§ Work to complete:
Within the lines below, find those that hold the string "Peak" and copy each one.

§ Saved entries:
# # # #
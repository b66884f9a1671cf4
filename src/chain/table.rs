//! Append-only digest table backing one chain run.

use std::fmt;

use zeroize::Zeroize;

use crate::error::{BloatError, Result};
use crate::hash::ChainHasher;

/// Flat buffer of fixed-size digests, indexed `0..len`.
///
/// The full capacity is reserved up front so a run that cannot fit fails
/// before hashing anything. Contents are wiped on drop.
pub(crate) struct ChainTable {
    data: Vec<u8>,
    digest_size: usize,
}

impl ChainTable {
    /// Reserves room for `entries` digests of `digest_size` bytes.
    pub(crate) fn with_capacity(entries: usize, digest_size: usize) -> Result<Self> {
        let requested = entries as u128 * digest_size as u128;
        let bytes = entries
            .checked_mul(digest_size)
            .ok_or(BloatError::OutOfMemory { requested })?;

        let mut data = Vec::new();
        data.try_reserve_exact(bytes)
            .map_err(|_| BloatError::OutOfMemory { requested })?;

        Ok(Self { data, digest_size })
    }

    /// Appends the current digest of `hasher` and returns it.
    pub(crate) fn push_digest<H: ChainHasher>(&mut self, hasher: &H) -> &[u8] {
        let start = self.data.len();
        self.data.resize(start + self.digest_size, 0);
        let slot = &mut self.data[start..];
        hasher.digest_into(slot);
        slot
    }

    /// Returns the digest at `index`.
    pub(crate) fn get(&self, index: usize) -> &[u8] {
        let start = index * self.digest_size;
        &self.data[start..start + self.digest_size]
    }

    /// Number of digests stored.
    pub(crate) fn len(&self) -> usize {
        self.data.len() / self.digest_size
    }

    /// Reserved size in bytes.
    pub(crate) fn capacity_bytes(&self) -> usize {
        self.data.capacity()
    }
}

impl fmt::Debug for ChainTable {
    fn fmt(&self, f: &mut fmt::Formatter<'_>) -> fmt::Result {
        f.debug_struct("ChainTable")
            .field("len", &self.len())
            .field("digest_size", &self.digest_size)
            .finish_non_exhaustive()
    }
}

impl Drop for ChainTable {
    fn drop(&mut self) {
        self.data.zeroize();
    }
}
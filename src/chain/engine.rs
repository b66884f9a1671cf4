//! The `bloat` hash chain.
//!
//! Each iteration appends the running digest to the table, derives a random
//! position from that digest and feeds the entry at that position back into
//! the hasher. The final digest depends transitively on every table entry, so
//! skipping the table means recomputing it.

use tracing::debug;

use crate::chain::table::ChainTable;
use crate::error::{BloatError, Result};
use crate::hash::{ChainHasher, ensure_compatible, random_position};
use crate::stretched::StretchedKey;

/// One step of a chain run, as seen right after the append.
#[derive(Debug, Clone, Copy, PartialEq, Eq)]
#[cfg_attr(not(test), allow(dead_code))]
pub(crate) struct ChainStep {
    /// Iteration index `c`.
    pub(crate) index: usize,
    /// Table length after the append (always `index + 1`).
    pub(crate) table_len: usize,
    /// Position whose digest is fed back.
    pub(crate) position: usize,
}

/// Stretches `key` with `iterations` rounds of the memory-resident chain.
///
/// Peak memory is `iterations * H::digest_size()` bytes for the table plus
/// one hash state.
///
/// # Errors
///
/// - [`BloatError::InvalidParameter`] if `iterations` is zero
/// - [`BloatError::IncompatibleHashProvider`] if `H` has digests shorter than 8 bytes
/// - [`BloatError::OutOfMemory`] if the table cannot be allocated
///
/// # Example
///
/// ```
/// # #[cfg(feature = "hash-sha2")]
/// # fn main() -> Result<(), keybloat::BloatError> {
/// use keybloat::{Sha512Hasher, bloat};
///
/// let key = bloat::<Sha512Hasher>(b"test", 1024)?;
/// assert_eq!(key.len(), 64);
/// assert!(key.to_hex().starts_with("12054e5c"));
/// # Ok(())
/// # }
/// # #[cfg(not(feature = "hash-sha2"))]
/// # fn main() {}
/// ```
pub fn bloat<H: ChainHasher>(key: &[u8], iterations: usize) -> Result<StretchedKey> {
    run_chain::<H, _>(key, iterations, |_| {})
}

/// Runs the chain, reporting every step to `observe`.
pub(crate) fn run_chain<H, F>(key: &[u8], iterations: usize, mut observe: F) -> Result<StretchedKey>
where
    H: ChainHasher,
    F: FnMut(ChainStep),
{
    if iterations == 0 {
        return Err(BloatError::invalid(
            "iterations",
            0,
            "bloat needs at least one iteration",
        ));
    }
    let digest_size = ensure_compatible::<H>()?;
    let mut table = ChainTable::with_capacity(iterations, digest_size)?;

    debug!(
        iterations,
        digest_size,
        table_bytes = table.capacity_bytes(),
        "bloat start"
    );

    let mut hasher = H::with_seed(key);
    for index in 0..iterations {
        let latest = table.push_digest(&hasher);
        let position = random_position(latest, index + 1);
        observe(ChainStep {
            index,
            table_len: table.len(),
            position,
        });
        hasher.update(table.get(position));
    }

    debug!(iterations, "bloat done");
    Ok(StretchedKey::from_hasher(&hasher))
}

#[cfg(test)]
mod tests {
    use super::*;
    use crate::hash::tests::TinyHasher;

    #[test]
    fn test_zero_iterations_rejected() {
        let err = run_chain::<TinyHasher, _>(b"key", 0, |_| {}).unwrap_err();
        assert!(matches!(
            err,
            BloatError::InvalidParameter {
                name: "iterations",
                value: 0,
                ..
            }
        ));
    }

    #[test]
    fn test_short_digest_rejected() {
        let err = run_chain::<TinyHasher, _>(b"key", 4, |_| {}).unwrap_err();
        assert!(matches!(err, BloatError::IncompatibleHashProvider { .. }));
    }

    #[cfg(feature = "hash-sha2")]
    mod sha2_backed {
        use super::*;
        use crate::hash::{Sha256Hasher, Sha512Hasher};
        use hex_literal::hex;

        #[test]
        fn test_table_length_and_position_bounds() {
            let mut steps = Vec::new();
            run_chain::<Sha256Hasher, _>(b"invariants", 500, |step| steps.push(step)).unwrap();

            assert_eq!(steps.len(), 500);
            for (c, step) in steps.iter().enumerate() {
                assert_eq!(step.index, c);
                assert_eq!(step.table_len, c + 1);
                assert!(step.position <= c);
            }
        }

        #[test]
        fn test_first_position_is_zero() {
            let mut first = None;
            run_chain::<Sha512Hasher, _>(b"any", 1, |step| first = Some(step)).unwrap();
            assert_eq!(
                first,
                Some(ChainStep {
                    index: 0,
                    table_len: 1,
                    position: 0
                })
            );
        }

        #[test]
        fn test_single_iteration_folds_seed_digest() {
            let seed_digest = Sha512Hasher::hash(b"test");
            let mut expected = Sha512Hasher::with_seed(b"test");
            expected.update(&seed_digest);

            let key = bloat::<Sha512Hasher>(b"test", 1).unwrap();
            assert_eq!(key.as_bytes(), expected.digest().as_slice());
        }

        #[test]
        fn test_small_sha256_vector() {
            let key = bloat::<Sha256Hasher>(b"test", 3).unwrap();
            assert_eq!(
                key.as_bytes(),
                hex!("98974588d9bf9cb833bf595a1708509f0c92669321f660e23af986faad070967")
            );
        }

        #[test]
        fn test_deterministic() {
            let a = bloat::<Sha256Hasher>(b"repeat", 256).unwrap();
            let b = bloat::<Sha256Hasher>(b"repeat", 256).unwrap();
            assert_eq!(a, b);
        }

        #[test]
        fn test_iterations_change_output() {
            let a = bloat::<Sha256Hasher>(b"key", 10).unwrap();
            let b = bloat::<Sha256Hasher>(b"key", 11).unwrap();
            assert_ne!(a, b);
        }
    }
}
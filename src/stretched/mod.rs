//! The stretched key produced by every variant.
//!
//! - [`StretchedKey`] - owned digest with hex encoding, wiped on drop

mod key;

pub use key::StretchedKey;
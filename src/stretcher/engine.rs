//! Stretcher - a validated configuration bound to a hash function.
//!
//! # Example
//!
//! ```
//! # #[cfg(feature = "hash-sha2")]
//! # fn main() -> Result<(), keybloat::BloatError> {
//! use keybloat::{BloatConfig, Sha512Hasher, Stretcher};
//!
//! let config = BloatConfig::new(1024, 4)?;
//! let stretcher = Stretcher::<Sha512Hasher>::new(config)?;
//!
//! let single = stretcher.bloat(b"test")?;
//! let multi = stretcher.multibloat(b"test")?;
//! assert_ne!(single, multi);
//! # Ok(())
//! # }
//! # #[cfg(not(feature = "hash-sha2"))]
//! # fn main() {}
//! ```

use std::fmt;
use std::marker::PhantomData;

use crate::chain::bloat;
use crate::config::BloatConfig;
use crate::error::Result;
use crate::hash::{ChainHasher, ensure_compatible};
use crate::multi::multibloat_with;
use crate::recursive::crazybloat;
use crate::stretched::StretchedKey;

/// Runs the stretching variants with one configuration and hash function.
///
/// The configuration and the hash's digest size are checked once in
/// [`Stretcher::new`]; the per-call methods only do the work. The stretcher
/// holds no state between calls and can be shared across threads.
pub struct Stretcher<H> {
    config: BloatConfig,
    _hasher: PhantomData<fn() -> H>,
}

impl<H: ChainHasher> Stretcher<H> {
    /// Creates a stretcher, validating `config` and the digest size of `H`.
    pub fn new(config: BloatConfig) -> Result<Self> {
        config.validate()?;
        ensure_compatible::<H>()?;
        Ok(Self {
            config,
            _hasher: PhantomData,
        })
    }

    /// Returns the configuration.
    pub fn config(&self) -> &BloatConfig {
        &self.config
    }

    /// Single chain of `config.iterations()` rounds.
    pub fn bloat(&self, key: &[u8]) -> Result<StretchedKey> {
        bloat::<H>(key, self.config.iterations())
    }

    /// `config.streams()` chains combined, on the configured workers.
    pub fn multibloat(&self, key: &[u8]) -> Result<StretchedKey> {
        multibloat_with::<H>(
            key,
            self.config.iterations(),
            self.config.streams(),
            self.config.workers(),
        )
    }

    /// Table-free single chain. Only practical for tiny iteration counts.
    pub fn crazybloat(&self, key: &[u8]) -> Result<StretchedKey> {
        crazybloat::<H>(key, self.config.iterations())
    }

    /// Peak table memory of [`Stretcher::multibloat`] in bytes.
    pub fn memory_required(&self) -> Result<u64> {
        self.config.memory_required::<H>()
    }
}

impl<H> Clone for Stretcher<H> {
    fn clone(&self) -> Self {
        Self {
            config: self.config,
            _hasher: PhantomData,
        }
    }
}

impl<H> fmt::Debug for Stretcher<H> {
    fn fmt(&self, f: &mut fmt::Formatter<'_>) -> fmt::Result {
        f.debug_struct("Stretcher")
            .field("hasher", &std::any::type_name::<H>())
            .field("config", &self.config)
            .finish()
    }
}

#[cfg(test)]
mod tests {
    use super::*;
    use crate::error::BloatError;
    use crate::hash::tests::TinyHasher;

    #[test]
    fn test_rejects_short_digest() {
        let err = Stretcher::<TinyHasher>::new(BloatConfig::default()).unwrap_err();
        assert!(matches!(err, BloatError::IncompatibleHashProvider { .. }));
    }

    #[test]
    fn test_rejects_invalid_config() {
        let config = BloatConfig::default().with_streams(0);
        assert!(Stretcher::<TinyHasher>::new(config).is_err());
    }

    #[cfg(feature = "hash-sha2")]
    mod sha2_backed {
        use super::*;
        use crate::hash::Sha256Hasher;
        use crate::multi::multibloat;

        fn stretcher(iterations: usize, streams: usize) -> Stretcher<Sha256Hasher> {
            Stretcher::new(BloatConfig::new(iterations, streams).unwrap()).unwrap()
        }

        #[test]
        fn test_methods_match_free_functions() {
            let s = stretcher(12, 3);
            assert_eq!(s.bloat(b"pw").unwrap(), bloat::<Sha256Hasher>(b"pw", 12).unwrap());
            assert_eq!(
                s.multibloat(b"pw").unwrap(),
                multibloat::<Sha256Hasher>(b"pw", 12, 3).unwrap()
            );
            assert_eq!(s.crazybloat(b"pw").unwrap(), s.bloat(b"pw").unwrap());
        }

        #[test]
        fn test_workers_respected() {
            let config = BloatConfig::new(32, 4).unwrap().with_workers(2);
            let s = Stretcher::<Sha256Hasher>::new(config).unwrap();
            assert_eq!(s.config().workers(), Some(2));
            assert_eq!(
                s.multibloat(b"pw").unwrap(),
                multibloat::<Sha256Hasher>(b"pw", 32, 4).unwrap()
            );
        }

        #[test]
        fn test_memory_required() {
            assert_eq!(stretcher(100, 2).memory_required().unwrap(), 6400);
        }

        #[test]
        fn test_debug_names_hasher() {
            let dbg = format!("{:?}", stretcher(1, 1));
            assert!(dbg.contains("Stretcher"));
            assert!(dbg.contains("DigestHasher"));
        }
    }
}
# # # #
§ The answer:
/// Peak memory is `iterations * H::digest_size()` bytes for the table plus
    /// Peak table memory of [`Stretcher::multibloat`] in bytes.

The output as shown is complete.